Arthur
Arthur

Reputation: 1

Python non-linear optimization problem (minimize) in SciPy

I am trying to solve a shift scheduling optimisation problem in Python that is slightly different from the one outlined in this article. The only issue is I can't use the pulp package as it is not a linear problem.

From what I understand, the best way to solve my problem is to use the scipy.optimize package, however I am having difficulties translating the following problem formulation into actual code. The inputs are straightforward (two arrays) and the goal is to minimize a function with a constraint.

Problem formulation

Code

w = pulp.LpVariable.dicts("num_workers", list(range(n)), lowBound=0, cat="Integer")
pulp.lpSum([(d[i]^2 / pulp.lpSum([a[i,j] * w[j] for j in range(n)])) for i in range(T)])

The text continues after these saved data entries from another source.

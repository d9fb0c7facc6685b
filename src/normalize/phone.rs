use indexmap::IndexMap;

use crate::tables::Tables;
use crate::types::MetaValue;

#[derive(Debug, Clone, PartialEq)]
pub(crate) struct PhoneParts {
    /// Every digit of the mention, country code included.
    pub digits: String,
    pub country_code: Option<String>,
    pub area_code: Option<String>,
    pub local_number: Option<String>,
    pub toll_free: bool,
}

impl PhoneParts {
    pub fn formatted_national(&self) -> Option<String> {
        let (area, local) = (self.area_code.as_ref()?, self.local_number.as_ref()?);
        Some(format!("({}) {}-{}", area, &local[..3], &local[3..]))
    }

    pub fn formatted_e164(&self) -> Option<String> {
        let cc = self.country_code.as_ref()?;
        let area = self.area_code.as_ref()?;
        let local = self.local_number.as_ref()?;
        Some(format!("+{cc}{area}{local}"))
    }
}

/// Normalize a phone mention to digits and classify NANP numbers.
/// Non-NANP digit strings are kept digits-only with no decomposition.
pub(crate) fn parse_phone(text: &str, tables: &Tables) -> Option<PhoneParts> {
    let digits: String = text.chars().filter(|c| c.is_ascii_digit()).collect();
    if digits.len() < 7 {
        return None;
    }

    // NANP: 10 digits, or 11 with a leading country code of 1.
    let national = match digits.len() {
        10 => Some(&digits[..]),
        11 if digits.starts_with('1') => Some(&digits[1..]),
        _ => None,
    };

    match national {
        Some(national) => {
            let area = &national[..3];
            Some(PhoneParts {
                toll_free: tables.is_toll_free(area),
                country_code: Some("1".to_string()),
                area_code: Some(area.to_string()),
                local_number: Some(national[3..].to_string()),
                digits,
            })
        }
        None => Some(PhoneParts {
            digits,
            country_code: None,
            area_code: None,
            local_number: None,
            toll_free: false,
        }),
    }
}

pub(crate) fn phone_metadata(parts: &PhoneParts) -> IndexMap<String, MetaValue> {
    let mut meta = IndexMap::new();
    meta.insert(
        "country_code".to_string(),
        parts
            .country_code
            .clone()
            .map_or(MetaValue::Null, MetaValue::Str),
    );
    meta.insert(
        "area_code".to_string(),
        parts
            .area_code
            .clone()
            .map_or(MetaValue::Null, MetaValue::Str),
    );
    meta.insert(
        "number".to_string(),
        parts
            .local_number
            .clone()
            .map_or(MetaValue::Null, MetaValue::Str),
    );
    meta.insert(
        "type".to_string(),
        if parts.toll_free { "toll_free" } else { "standard" }.into(),
    );
    meta.insert(
        "formatted_national".to_string(),
        parts
            .formatted_national()
            .map_or(MetaValue::Null, MetaValue::Str),
    );
    meta.insert(
        "formatted_e164".to_string(),
        parts
            .formatted_e164()
            .map_or(MetaValue::Null, MetaValue::Str),
    );
    meta
}

#[cfg(test)]
mod tests {
    use super::*;
    use crate::tables::tests::test_tables;

    #[test]
    fn toll_free_nanp_number() {
        let t = test_tables();
        let p = parse_phone("1-800-555-0123", &t).unwrap();
        assert_eq!(p.digits, "18005550123");
        assert_eq!(p.country_code.as_deref(), Some("1"));
        assert_eq!(p.area_code.as_deref(), Some("800"));
        assert!(p.toll_free);
        assert_eq!(p.formatted_national().unwrap(), "(800) 555-0123");
        assert_eq!(p.formatted_e164().unwrap(), "+18005550123");
    }

    #[test]
    fn standard_ten_digit_number() {
        let t = test_tables();
        let p = parse_phone("(212) 555-0147", &t).unwrap();
        assert_eq!(p.area_code.as_deref(), Some("212"));
        assert!(!p.toll_free);
        assert_eq!(p.country_code.as_deref(), Some("1"));
    }

    #[test]
    fn non_nanp_lengths_stay_digits_only() {
        let t = test_tables();
        let p = parse_phone("555-0123", &t).unwrap();
        assert_eq!(p.digits, "5550123");
        assert!(p.area_code.is_none());
        assert!(p.formatted_national().is_none());
    }
}
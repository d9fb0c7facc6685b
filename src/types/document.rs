use std::collections::BTreeMap;
use std::collections::HashMap;

use chrono::{DateTime, Utc};
use serde::{Deserialize, Serialize};

use super::{CanonicalEntity, RawEntity};

#[derive(Debug, Clone, Copy, PartialEq, Eq, Serialize, Deserialize)]
#[serde(rename_all = "lowercase")]
pub enum SourceKind {
    File,
    Url,
}

/// A unit of work handed to the pipeline by the producer.
#[derive(Debug, Clone)]
pub struct WorkItem {
    pub document_id: String,
    pub source_kind: SourceKind,
    /// Filesystem path or URL; interpretation is the converter's business.
    pub source_ref: String,
    /// Optional format hints passed through to the converter.
    pub hints: HashMap<String, String>,
}

impl WorkItem {
    pub fn new(document_id: impl Into<String>, source_kind: SourceKind, source_ref: impl Into<String>) -> Self {
        Self {
            document_id: document_id.into(),
            source_kind,
            source_ref: source_ref.into(),
            hints: HashMap::new(),
        }
    }
}

/// An ingested document. The Markdown buffer is immutable once set; every
/// span downstream is a byte offset into it. Exclusively owned by its
/// pipeline trip.
#[derive(Debug, Clone)]
pub struct Document {
    pub document_id: String,
    pub source_kind: SourceKind,
    pub source_ref: String,
    pub markdown: String,
    pub size_bytes: usize,
    pub page_count_estimate: u32,
    pub ingest_timestamp: DateTime<Utc>,
    /// True when conversion produced bytes that were not valid UTF-8 and had
    /// to be replaced with U+FFFD. Spans stay byte-accurate against the
    /// replaced buffer.
    pub encoding_lossy: bool,
}

/// Lightweight structural facts derived in a single scan over the Markdown.
#[derive(Debug, Clone, Default, PartialEq, Serialize, Deserialize)]
pub struct StructureFlags {
    pub has_headers: bool,
    pub has_lists: bool,
    pub has_tables: bool,
    pub has_code_fences: bool,
    pub has_front_matter: bool,
    pub section_count: usize,
    /// Two-letter language guess from stopword frequencies, when confident.
    pub language: Option<String>,
}

/// Domain and document-type scores, each family summing to ~100.
#[derive(Debug, Clone, Default, PartialEq, Serialize, Deserialize)]
pub struct ClassificationVector {
    pub domains: BTreeMap<String, f64>,
    pub doc_types: BTreeMap<String, f64>,
    pub primary_domain: Option<String>,
    pub primary_doc_type: Option<String>,
    pub primary_confidence: f64,
}

#[derive(Debug, Clone, Copy, PartialEq, Eq, Serialize, Deserialize)]
#[serde(rename_all = "lowercase")]
pub enum DocStatus {
    Ok,
    Partial,
    Failed,
}

#[derive(Debug, Clone, Copy, PartialEq, Eq, Serialize, Deserialize)]
#[serde(rename_all = "lowercase")]
pub enum Stage {
    Ingest,
    Structure,
    Classify,
    Detect,
    Normalize,
    Emit,
}

impl Stage {
    pub fn as_str(&self) -> &'static str {
        match self {
            Self::Ingest => "ingest",
            Self::Structure => "structure",
            Self::Classify => "classify",
            Self::Detect => "detect",
            Self::Normalize => "normalize",
            Self::Emit => "emit",
        }
    }
}

/// A localized, non-fatal error recorded on the emitted record.
#[derive(Debug, Clone, PartialEq, Serialize, Deserialize)]
pub struct StageError {
    pub stage: Stage,
    pub kind: String,
    pub detail: String,
}

/// Wall-clock milliseconds spent in each stage for one document.
#[derive(Debug, Clone, Default, PartialEq, Serialize, Deserialize)]
pub struct StageTimings {
    pub ingest: f64,
    pub structure: f64,
    pub classify: f64,
    pub detect: f64,
    pub normalize: f64,
    pub emit: f64,
}

/// The finished knowledge record for one document, handed to the sink.
#[derive(Debug, Clone, Serialize)]
pub struct DocumentRecord {
    pub document_id: String,
    pub source_kind: SourceKind,
    pub source_ref: String,
    pub ingest_timestamp: DateTime<Utc>,
    pub markdown_original: String,
    /// The original Markdown with each primary mention replaced by a
    /// `||canonical||id||` marker.
    pub markdown_canonicalized: String,
    pub structure_flags: StructureFlags,
    pub classification: ClassificationVector,
    pub raw_entities: Vec<RawEntity>,
    pub canonical_entities: Vec<CanonicalEntity>,
    pub status: DocStatus,
    pub stage_timings_ms: StageTimings,
    pub errors: Vec<StageError>,
}
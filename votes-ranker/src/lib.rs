//! Votes Ranker Library
//!
//! This library provides the service shell around the vote pipeline:
//! configuration from the environment, error handling, and dependency
//! wiring for the PostgreSQL and in-memory storage backends.

pub mod config;
pub mod errors;

pub use config::{Dependencies, Settings, StorageBackend};
pub use errors::ServiceError;
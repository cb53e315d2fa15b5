use chrono::{DateTime, Utc};
use serde::{Deserialize, Serialize};

use crate::types::TargetId;

/// Vote activity of one target inside a ranking window.
///
/// `score` is the sum of the current values of the votes last changed inside
/// the window and `last_activity` the most recent of those changes.
#[derive(Debug, Clone, Copy, PartialEq, Eq)]
pub struct TargetActivity {
    pub target_id: TargetId,
    pub score: i64,
    pub last_activity: DateTime<Utc>,
}

/// One position of a published leaderboard.
#[derive(Debug, Clone, Copy, Serialize, Deserialize, PartialEq, Eq)]
pub struct RankingEntry {
    pub target_id: TargetId,
    pub score: i64,
    pub tie_break_timestamp: DateTime<Utc>,
}

/// Represents a fully computed leaderboard.
///
/// Snapshots are immutable once published and are replaced as a whole.
#[derive(Debug, Clone, Serialize, Deserialize, PartialEq, Eq)]
pub struct RankingSnapshot {
    pub generated_at: DateTime<Utc>,
    pub window_start: DateTime<Utc>,
    pub window_end: DateTime<Utc>,
    pub entries: Vec<RankingEntry>,
}

/// A leaderboard row as returned to readers, `rank` starting at 1.
#[derive(Debug, Clone, Copy, Serialize, Deserialize, PartialEq, Eq)]
pub struct RankedPost {
    pub target_id: TargetId,
    pub score: i64,
    pub rank: usize,
}

impl RankingSnapshot {
    /// Returns the first `limit` entries with their 1-based rank.
    pub fn top(&self, limit: usize) -> Vec<RankedPost> {
        self.entries
            .iter()
            .take(limit)
            .enumerate()
            .map(|(index, entry)| RankedPost {
                target_id: entry.target_id,
                score: entry.score,
                rank: index + 1,
            })
            .collect()
    }
}
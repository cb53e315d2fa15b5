//! Error types for the orchestrator module of the Votes Ranker Pipeline.
//! Defines specific errors that can occur while starting the background services.
use thiserror::Error;

use crate::errors::PublisherError;

/// Represents errors that can occur within the orchestrator.
#[derive(Debug, Error)]
pub enum OrchestratorError {
    #[error("Publisher error: {0}")]
    Publisher(#[from] PublisherError),
    #[error("No delta log partitions to consume")]
    NoPartitions,
}
//! The `VotesApi` facade: the operations the forum backend calls.
use std::collections::HashMap;
use std::sync::Arc;

use votes_ranker_shared::types::{RankedPost, TargetId, TargetType, UserId, VoteRecord, VoteTotals};

use crate::aggregator::Aggregator;
use crate::errors::{AggregatorError, LedgerError};
use crate::ledger::{CastOutcome, VoteLedger};
use crate::ranking::RankingStore;

/// Entry point for vote writes and reads.
///
/// Writes go to the ledger; counter reads are served from the aggregate
/// counters and leaderboard reads from the currently published snapshot.
#[derive(Clone)]
pub struct VotesApi {
    ledger: Arc<VoteLedger>,
    aggregator: Arc<Aggregator>,
    store: Arc<RankingStore>,
}

impl VotesApi {
    pub fn new(ledger: Arc<VoteLedger>, aggregator: Arc<Aggregator>, store: Arc<RankingStore>) -> Self {
        Self {
            ledger,
            aggregator,
            store,
        }
    }

    /// See [`VoteLedger::cast_vote`].
    pub async fn cast_vote(
        &self,
        user_id: UserId,
        target_id: TargetId,
        target_type: TargetType,
        value: i16,
    ) -> Result<CastOutcome, LedgerError> {
        self.ledger
            .cast_vote(user_id, target_id, target_type, value)
            .await
    }

    pub async fn get_user_vote(
        &self,
        user_id: UserId,
        target_id: TargetId,
    ) -> Result<Option<VoteRecord>, LedgerError> {
        self.ledger.get_user_vote(user_id, target_id).await
    }

    /// Current totals of a target. Lags the ledger by the delta propagation
    /// delay.
    pub async fn get_aggregate_counters(&self, target_id: TargetId) -> Result<VoteTotals, AggregatorError> {
        self.aggregator.get_aggregate_counters(target_id).await
    }

    pub async fn get_aggregate_counters_batch(
        &self,
        target_ids: &[TargetId],
    ) -> Result<HashMap<TargetId, VoteTotals>, AggregatorError> {
        self.aggregator.get_aggregate_counters_batch(target_ids).await
    }

    /// Top `limit` posts of the published leaderboard. Never blocks on a
    /// rebuild.
    pub fn get_top_posts(&self, limit: usize) -> Vec<RankedPost> {
        self.store.top_posts(limit)
    }
}
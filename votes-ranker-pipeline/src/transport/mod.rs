//! Delivery log between the delta publisher and the aggregator.
//!
//! The log is a single logical stream partitioned by target id. Events of
//! one target always land on the same partition; delivery is at-least-once
//! and ordered within a partition.
use std::sync::Mutex;
use std::time::Duration;

use async_trait::async_trait;
use tokio::sync::mpsc;
use tokio::sync::mpsc::error::SendTimeoutError;
use votes_ranker_shared::types::{TargetId, VoteDeltaEvent};

use crate::errors::TransportError;

/// Default number of buffered events per partition.
pub const DEFAULT_PARTITION_CAPACITY: usize = 1024;

/// Default time a send waits for room in a full partition.
pub const DEFAULT_SEND_TIMEOUT: Duration = Duration::from_millis(250);

/// Returns the partition that carries the events of `target_id`.
pub fn partition_for(target_id: TargetId, partitions: usize) -> usize {
    (target_id.as_u128() % partitions.max(1) as u128) as usize
}

/// An ordered, partitioned, at-least-once log of delta events.
#[async_trait]
pub trait DeltaTransport: Send + Sync {
    /// Number of partitions of the log.
    fn partition_count(&self) -> usize;

    /// Appends an event to the partition of its target.
    async fn send(&self, event: &VoteDeltaEvent) -> Result<(), TransportError>;
}

/// In-process delta log backed by one bounded channel per partition.
pub struct InMemoryDeltaLog {
    senders: Vec<mpsc::Sender<VoteDeltaEvent>>,
    receivers: Mutex<Option<Vec<mpsc::Receiver<VoteDeltaEvent>>>>,
    send_timeout: Duration,
}

impl InMemoryDeltaLog {
    /// Creates a log with `partitions` partitions (at least one), each
    /// buffering up to `capacity` events.
    pub fn new(partitions: usize, capacity: usize, send_timeout: Duration) -> Self {
        let (senders, receivers): (Vec<_>, Vec<_>) = (0..partitions.max(1))
            .map(|_| mpsc::channel(capacity.max(1)))
            .unzip();
        Self {
            senders,
            receivers: Mutex::new(Some(receivers)),
            send_timeout,
        }
    }

    /// Hands out the consuming ends of every partition, indexed by partition.
    ///
    /// Returns `None` once the partitions have been taken.
    pub fn take_partitions(&self) -> Option<Vec<mpsc::Receiver<VoteDeltaEvent>>> {
        self.receivers.lock().ok()?.take()
    }
}

#[async_trait]
impl DeltaTransport for InMemoryDeltaLog {
    fn partition_count(&self) -> usize {
        self.senders.len()
    }

    async fn send(&self, event: &VoteDeltaEvent) -> Result<(), TransportError> {
        let partition = partition_for(event.target_id, self.senders.len());
        self.senders[partition]
            .send_timeout(event.clone(), self.send_timeout)
            .await
            .map_err(|e| match e {
                SendTimeoutError::Timeout(_) => TransportError::PartitionFull(partition),
                SendTimeoutError::Closed(_) => TransportError::PartitionClosed(partition),
            })
    }
}

#[cfg(test)]
mod tests {
    use super::*;
    use chrono::Utc;
    use uuid::Uuid;
    use votes_ranker_shared::types::{TargetType, VoteValue};

    fn event(target_id: TargetId, sequence_id: i64) -> VoteDeltaEvent {
        VoteDeltaEvent {
            sequence_id,
            target_id,
            target_type: TargetType::Post,
            old_value: VoteValue::Remove,
            new_value: VoteValue::Up,
            timestamp: Utc::now(),
        }
    }

    #[test]
    fn test_partition_for_is_stable() {
        let target = Uuid::from_u128(10);
        assert_eq!(partition_for(target, 4), 2);
        assert_eq!(partition_for(target, 4), partition_for(target, 4));
        assert_eq!(partition_for(target, 0), 0);
    }

    #[tokio::test]
    async fn test_events_of_a_target_share_a_partition_in_order() {
        let log = InMemoryDeltaLog::new(4, 16, DEFAULT_SEND_TIMEOUT);
        let target = Uuid::from_u128(7);

        log.send(&event(target, 1)).await.unwrap();
        log.send(&event(target, 2)).await.unwrap();

        let mut partitions = log.take_partitions().unwrap();
        let receiver = &mut partitions[partition_for(target, 4)];
        assert_eq!(receiver.recv().await.unwrap().sequence_id, 1);
        assert_eq!(receiver.recv().await.unwrap().sequence_id, 2);
        assert!(log.take_partitions().is_none());
    }

    #[tokio::test(start_paused = true)]
    async fn test_send_to_full_partition_times_out() {
        let log = InMemoryDeltaLog::new(1, 1, DEFAULT_SEND_TIMEOUT);
        let target = Uuid::new_v4();

        log.send(&event(target, 1)).await.unwrap();
        let result = log.send(&event(target, 2)).await;

        assert_eq!(result, Err(TransportError::PartitionFull(0)));
    }

    #[tokio::test]
    async fn test_send_to_dropped_partition_is_closed() {
        let log = InMemoryDeltaLog::new(1, 1, DEFAULT_SEND_TIMEOUT);
        drop(log.take_partitions());

        let result = log.send(&event(Uuid::new_v4(), 1)).await;

        assert_eq!(result, Err(TransportError::PartitionClosed(0)));
    }
}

TypeError: unsupported operand type(s) for /: 'int' and 'LpAffineExpression'

Could anyone give me some hints on how to turn the following problem into an actual code understandable by SciPi? Thanks!

Upvotes: 0

Views: 1621

Answers (2)

AirSquid
AirSquid

Reputation: 11903

I think there's an issue w/ your formulation....

First, a typo: in python exponentiation is double asterisk, so this is proper (you just popped a different error before this one hit):

d[i]**2

Second, I think you have a problem with your cost function c[i]. As it is written above, your costs go down the more workers you hire, which is nonsensical. If you hired a million workers in time period i, then the cost would be infinitesimally small.

I would suggest you take a hard look at the relationships of cost and wage. And in the process relabel some things to make this read easier:

x:  Number of workers to hire
w:  Wage (indexed by either shift or hour, doesn't matter)
c:  Cost (indexed by wage or hour)

hand-jam a couple of example numbers into these formula to ensure you get something believable out of them.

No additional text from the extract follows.